# Sunday's Show and Tell...2/20/22



## jd56 (Feb 20, 2022)

Spring is a coming.
Let's see what classics you've found from the past week.
Whether it be bike related or not.

I did pick up a new 4 stroke outboard...getting old. and this has electric start



Please, include pictures as we do love pictures!


----------



## Lonestar (Feb 20, 2022)

My Valentine's Day present from my wife! Flea Market score.

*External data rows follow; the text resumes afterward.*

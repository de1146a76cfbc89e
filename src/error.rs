//! Error types for folder processing and downloads.

use crate::model::Stage;

#[derive(Debug, thiserror::Error)]
pub enum Error {
    /// The tool ran but did not exit successfully. `code` is `None` when the
    /// process was killed by a signal.
    #[error("{stage} stage failed (exit code {}){}", display_code(.code), display_detail(.detail))]
    ExternalTool {
        stage: Stage,
        code: Option<i32>,
        detail: Option<String>,
    },

    #[error("Failed to launch {program}: {source}")]
    Spawn {
        program: String,
        #[source]
        source: std::io::Error,
    },

    #[error(transparent)]
    Io(#[from] std::io::Error),

    #[error(transparent)]
    Csv(#[from] csv::Error),
}

pub type Result<T> = std::result::Result<T, Error>;

impl Error {
    pub fn stage(&self) -> Option<Stage> {
        match self {
            Error::ExternalTool { stage, .. } => Some(*stage),
            _ => None,
        }
    }
}

fn display_code(code: &Option<i32>) -> String {
    match code {
        Some(code) => code.to_string(),
        None => "none".to_string(),
    }
}

fn display_detail(detail: &Option<String>) -> String {
    match detail {
        Some(line) => format!(": {}", line),
        None => String::new(),
    }
}

#[cfg(test)]
mod tests {
    use super::*;

    #[test]
    fn external_tool_message() {
        let err = Error::ExternalTool {
            stage: Stage::Pitch,
            code: Some(1),
            detail: Some("No such file or directory".to_string()),
        };
        assert_eq!(
            err.to_string(),
            "pitch stage failed (exit code 1): No such file or directory"
        );
        assert_eq!(err.stage(), Some(Stage::Pitch));

        let killed = Error::ExternalTool {
            stage: Stage::Download,
            code: None,
            detail: None,
        };
        assert_eq!(killed.to_string(), "download stage failed (exit code none)");
    }
}
pub mod app;
pub mod cli;
pub mod error;
pub mod model;
pub mod sys;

'95 C'Dale F400 CAD2 polished aluminum...(that needs to be polished! 🤣)













Happy Sunday Yall! 😎


----------



## JKT (Feb 20, 2022)

Picked up this little Victor Bicycles O.W Co. Are Best ... Cigar Cutter..  I couldn't leave it behind.. but will probably pass it along to someone else..


----------



## island schwinn (Feb 20, 2022)

Plates.


----------



## vincev (Feb 20, 2022)

ready to sidewalk skate.....NOT !....


----------



## vincev (Feb 20, 2022)

Have a 70's car ? heres a new alarm,70's style


----------



## Freqman1 (Feb 20, 2022)

JKT said:


> Picked up this little Victor Bicycle O.W Co. Are Best ... Cigar Cutter..  I couldn't leave it behind.. but will probably pass it along to someone else..
> 
> View attachment 1573723
> 
> View attachment 1573724



What's the ring size of the cutter? I may be interested. oldbikeguy@hotmail.com  V/r Shawn


----------



## Freqman1 (Feb 20, 2022)

A couple things. Thanks to @John for the battery tube and to @CWCMAN for the light.


----------



## tanksalot (Feb 20, 2022)

I purchased a Murray Thunder rod motor toy on EBay and I bought this 1938 ? Columbia from a friend .


----------



## Handle Bar Hoarder (Feb 20, 2022)

this came in this week 🤓


----------



## pedal4416 (Feb 20, 2022)

Picked up a few more Greist New Haven Super Lamps. My Dad sent me the Universal Lamp Co bike lamp, and an awesome caber sent me the hub. Still on the hunt for a few more hubs!!!


----------



## higgens (Feb 20, 2022)

This showed up yesterday someone is happy about it


----------



## New Mexico Brant (Feb 20, 2022)

A couple smalls showed up:


----------



## The classic roll (Feb 20, 2022)

Not a purchase but a cool experience on a unforgettable vacation. Big family vacation on a 60 foot house boat in Florida on the Saint johns river. Ran into a guy named Paul in the silver Glen springs. Well he had this crazy cool pontoon bicycle he let me ride or should I say pedal paddle lmao. Surprisingly it worked incredible have a great Sunday all !


----------



## RPower (Feb 20, 2022)

Picked up three, yes three, light mounts (on the same day I lost a light in traffic due to a 70s aluminum mount and poor workmanship), grips, chainring for Excelsior/Elgin and some hubs.


----------



## Handle Bar Hoarder (Feb 20, 2022)

GOT SOME NEW YARD ART FOR  THE RANCH THIS WEEK..... 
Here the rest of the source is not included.